**Exercise details:** For the records below, report how many lines include the word "HTML". Only the number should appear.

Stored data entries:
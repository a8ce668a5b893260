//! Command-line argument parsing.
//!
//! Usage:
//!   veil [OPTIONS] <SCRIPT>...
//!   veil [OPTIONS] --document <HTML>

use std::path::PathBuf;

use clap::Parser;

use crate::logging::LogArgs;

/// Command-line interface for the `veil` binary.
#[derive(Parser, Debug)]
#[command(name = "veil", about = "Run VEIL scripts", version)]
pub struct Cli {
    /// Logging controls.
    #[command(flatten)]
    pub log: LogArgs,

    /// Script files to run, in order; each gets a fresh set of variables.
    #[arg(value_name = "SCRIPT", conflicts_with = "document")]
    pub scripts: Vec<PathBuf>,

    /// Host HTML document; every `text/veil` script it references is run.
    #[arg(long, value_name = "HTML")]
    pub document: Option<PathBuf>,

    /// Function definition directory (`manifest.json` plus definition files).
    /// The embedded definitions are used when unset.
    #[arg(long, env = "VEIL_FUNCTIONS", value_name = "DIR")]
    pub functions: Option<PathBuf>,

    /// Write the document body here instead of stdout.
    #[arg(long, value_name = "PATH")]
    pub body_out: Option<PathBuf>,
}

**Solution below:** 3